I considered giving Hillary her well-earned Worst Presidential Election Loser award after her embarrassing Commencement speech at Wellesley, but the wag who wrote “Why did Hillary dress up like Monica Lewinsky at Wellesley? to accompany this photo…

…made me laugh, and in my lightened state decided, “Nah! Why bother? Leave the poor woman alone.”

For I do feel sorry for Hillary Clinton. I feel sorry for anyone who loses the Presidency despite winning the popular vote. I would think it could drive someone crazy. In the play “Inherit the Wind,” there is a scene in which the wife of Matthew Harrison Brady (a thinly-disguised fictional avatar for three time Presidential loser William Jennings Bryan) begs for sympathy for her blow-hard husband, asking a critic to imagine what it must be like to have a Presidential election victory speech written and in his pocket three separate times and to never get to deliver it. Well, knowing you received the most votes and still can’t give the speech has to be much, much worse.

Then came yesterday’s orgy of excuses and recriminations as Clinton, looking and sounding angry and bitter, was interviewed at a tech conference hosted by Recode’s Kara Swisher and Walt Mossberg. And she puuuulled me back!

So now I have to review Hillary’s revolting and self-indicting Blame Everyone tour. Let’s begin by stating that no defeated Presidential candidate has ever done anything like this before, not even Richard Nixon. Nixon’s poor loser meltdown was after he lost the California Governor’s race in 1962. When he lost to Kennedy in 1960, his conduct was exemplary, refusing to demand a recount even when there was evidence, as there frequently was with the Kennedys, of shady operations. For a loser to engage in repeated recriminations and bitter pronouncements less than a year after losing is unprecedented. It is also —and forgive me for repeating myself from prior posts–disgusting, despicable and shameful for a defeated candidate to join a “resistance” against the lawfully elected winner. This is especially true in Clinton’s case, when she furiously condemned candidate Trump for suggesting that he might not accept his defeat.
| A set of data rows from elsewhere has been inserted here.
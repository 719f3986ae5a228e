//! # docket-crypto — Digital-Signature Collaborator
//!
//! The pipeline never touches curve arithmetic directly. It asks this crate
//! for three things:
//!
//! - `newKey()`: [`PrivateKey::generate`] and [`KeyPair`] for key files.
//! - `sign(privateKey, payload)`: [`SignedPayload::sign`].
//! - `verify(publicKey, payload, signature)`: [`SignedPayload::verify`].
//!
//! ## Crate Policy
//!
//! - Depends only on `docket-core` internally.
//! - No mocking of cryptographic operations in tests; all tests use real
//!   `CanonicalBytes` and real Ed25519.

pub mod ed25519;
pub mod signature;

use serde::Serialize;

pub use ed25519::{PrivateKey, PrivateKeyFile, PublicKey, Signature};
pub use signature::SignedPayload;

/// A freshly generated key pair in exportable form, as returned by `keygen`.
#[derive(Serialize)]
pub struct KeyPair {
    /// The private key file.
    pub private: PrivateKeyFile,
    /// The public key.
    pub public: PublicKey,
}

impl KeyPair {
    /// Generate a new key pair.
    pub fn generate() -> Self {
        let key = PrivateKey::generate();
        Self {
            private: key.to_file(),
            public: key.public_key(),
        }
    }
}
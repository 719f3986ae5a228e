//! # Calculator Pipeline
//!
//! The fixed sequence every invoice goes through before it is stored or
//! signed:
//!
//! 1. resolve the regime and addons from the registry;
//! 2. normalize;
//! 3. apply scenarios;
//! 4. calculate totals;
//! 5. normalize again, so values produced by steps 3 and 4 are cleaned;
//! 6. validate.
//!
//! Only steps 4 and 6 can fail. A calculation failure stops the pipeline
//! before validation. The invoice is left as far as the pipeline got; the
//! caller discards it on error.

use chrono::NaiveDate;
use docket_core::{Code, DocketError};
use tracing::debug;

use crate::bill::{calculate, Invoice};
use crate::normalize::normalize_invoice;
use crate::registry::Registry;
use crate::scenarios::apply_scenarios;
use crate::validate::validate_invoice;

/// The current date in UTC.
pub fn today() -> NaiveDate {
    chrono::Utc::now().date_naive()
}

/// Run the full pipeline on `inv`.
pub fn calculate(inv: &mut Invoice, registry: &Registry) -> Result<(), DocketError> {
    calculate_on(inv, registry, today())
}

/// Run the full pipeline with an explicit "today" for missing issue dates.
pub fn calculate_on(inv: &mut Invoice, registry: &Registry, today: NaiveDate) -> Result<(), DocketError> {
    let code = inv.regime_code().map(str::to_string);
    let ctx = registry.context(code.as_deref(), &inv.addons);
    if inv.regime.is_none() {
        if let Some(r) = ctx.regime {
            inv.regime = Some(r.country.clone());
        } else if let Some(c) = &code {
            inv.regime = Some(Code::from(c.as_str()));
        }
    }
    debug!(
        regime = code.as_deref().unwrap_or("-"),
        addons = ctx.addons.len(),
        "resolved rules"
    );

    normalize_invoice(inv, &ctx);
    debug!("normalized");

    apply_scenarios(inv, &ctx);
    debug!(ext = inv.ext().map_or(0, |e| e.len()), notes = inv.notes.len(), "applied scenarios");

    calculate::calculate(inv, ctx.regime, today).map_err(|e| DocketError::Calculation(e.to_string()))?;
    if inv.uuid.is_none() {
        inv.uuid = Some(docket_core::new_document_uuid());
    }
    debug!("calculated totals");

    normalize_invoice(inv, &ctx);

    let errs = validate_invoice(inv, &ctx);
    if !errs.is_empty() {
        debug!(errors = errs.len(), "validation failed");
        return Err(DocketError::Validation(errs));
    }
    Ok(())
}

#[cfg(test)]
mod tests {
    use super::*;
    use crate::bill::Line;
    use crate::defs::category::{rates, vat_keys};
    use crate::defs::{AddonDef, CategoryDef, ExtensionDef, RateDef, RateValueDef, RegimeDef, Scenario, ScenarioExt, ScenarioSet};
    use crate::org::{Item, Note, Party};
    use crate::schema;
    use crate::tax::{Combo, TaxIdentity};
    use docket_core::{CurrencyCode, Key};

    fn date(y: i32, m: u32, d: u32) -> NaiveDate {
        NaiveDate::from_ymd_opt(y, m, d).unwrap()
    }

    fn registry() -> Registry {
        let mut reg = Registry::new();
        reg.register_regime(RegimeDef {
            country: Code::from("ES"),
            name: "Spain".into(),
            currency: CurrencyCode::new("EUR"),
            categories: vec![CategoryDef {
                code: Code::from("VAT"),
                name: "VAT".into(),
                keys: vat_keys(),
                rates: vec![RateDef {
                    key: Key::from(rates::GENERAL),
                    name: "General".into(),
                    values: vec![RateValueDef::since(date(2012, 9, 1), "21%".parse().unwrap())],
                    ..Default::default()
                }],
                ..Default::default()
            }],
            ..Default::default()
        })
        .unwrap();
        reg.register_addon(AddonDef {
            key: Key::from("demo-v1"),
            name: "Demo".into(),
            extensions: vec![ExtensionDef {
                key: Key::from("demo-doc-type"),
                name: "Doc Type".into(),
                ..Default::default()
            }],
            scenarios: vec![ScenarioSet {
                schema: schema::SHORT_INVOICE.into(),
                list: vec![Scenario {
                    types: vec![Key::from("standard")],
                    note: Some(Note::legal("demo", "Issued under the demo standard.")),
                    ext: vec![ScenarioExt::new("demo-doc-type", "001")],
                    ..Default::default()
                }],
            }],
            ..Default::default()
        })
        .unwrap();
        reg
    }

    fn invoice() -> Invoice {
        Invoice {
            addons: vec![Key::from("demo-v1")],
            series: Some(" SAMPLE ".into()),
            code: Some("001".into()),
            supplier: Some(Party {
                tax_id: Some(TaxIdentity::new("es", "b98602642")),
                ..Party::named("Provide One S.L.")
            }),
            lines: vec![Line {
                quantity: Some("20".parse().unwrap()),
                item: Some(Item {
                    name: "Development services".into(),
                    price: Some("90.00".parse().unwrap()),
                    ..Default::default()
                }),
                taxes: vec![Combo::with_rate("VAT", "standard")],
                ..Default::default()
            }],
            ..Default::default()
        }
    }

    #[test]
    fn full_pipeline() {
        let reg = registry();
        let mut inv = invoice();
        calculate_on(&mut inv, &reg, date(2024, 6, 1)).unwrap();

        assert_eq!(inv.regime, Some(Code::from("ES")));
        assert!(inv.uuid.is_some());
        assert_eq!(inv.series.as_deref(), Some("SAMPLE"));
        assert_eq!(inv.currency.as_ref().map(|c| c.as_str()), Some("EUR"));
        assert_eq!(inv.issue_date, Some(date(2024, 6, 1)));
        assert_eq!(inv.ext().unwrap().get("demo-doc-type"), Some("001"));
        assert_eq!(inv.notes.len(), 1);

        let totals = inv.totals.as_ref().unwrap();
        assert_eq!(totals.sum.to_string(), "1800.00");
        assert_eq!(totals.tax.map(|t| t.to_string()), Some("378.00".into()));
        assert_eq!(totals.payable.to_string(), "2178.00");
    }

    #[test]
    fn pipeline_is_deterministic() {
        let reg = registry();
        let mut a = invoice();
        calculate_on(&mut a, &reg, date(2024, 6, 1)).unwrap();
        let mut b = a.clone();
        calculate_on(&mut b, &reg, date(2030, 1, 1)).unwrap();
        assert_eq!(serde_json::to_string(&a).unwrap(), serde_json::to_string(&b).unwrap());
    }

    #[test]
    fn calculation_error_skips_validation() {
        let reg = registry();
        let mut inv = invoice();
        inv.supplier = None;
        let err = calculate_on(&mut inv, &reg, date(2024, 6, 1)).unwrap_err();
        assert_eq!(err.key(), "calculation");
        assert!(err.to_string().contains("currency"));
    }

    #[test]
    fn validation_errors_are_returned() {
        let reg = registry();
        let mut inv = invoice();
        inv.supplier.as_mut().unwrap().name.clear();
        let err = calculate_on(&mut inv, &reg, date(2024, 6, 1)).unwrap_err();
        assert_eq!(err.key(), "validation");
        assert_eq!(err.fields().unwrap().message_at("supplier.name"), Some("cannot be blank"));
    }
}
In an interview in New York Magazine last month, Hillary repeatedly claimed that she “won.” As an amused Donald Rumsfeld countered the ladies of “The View” last week when they made the same claim, “What counts?” Uh, well, the Electoral votes count, Whoopie and Friends admitted. “That’s what I thought,” Rumsfeld smiled. Hillary, who at Wellesley claimed to be the herald of truth in an age of lies, keeps saying she won. It’s a Big Lie. Worse, it’s a Big Lie designed to keep alive the narrative that Donald Trump is not a “legitimate President.” He is exactly as legitimate a President as John Quincy Adams, Rutherford B. Hayes, Benjamin Harrison and George W. Bush, and indeed all the rest. He won. Hillary lost, and is now lying about it.

Incredibly, she also told the magazine that the news media was biased against her. “Look, we have an advocacy press on the right that has done a really good job for the last 25 years,” Clinton said. “They have a mission. They use the rights given to them under the First Amendment to advocate a set of policies that are in their interests, their commercial, corporate, religious interests. Because the advocacy media occupies the right, and the center needs to be focused on providing as accurate information as possible. Not both-sides-ism and not false equivalency.”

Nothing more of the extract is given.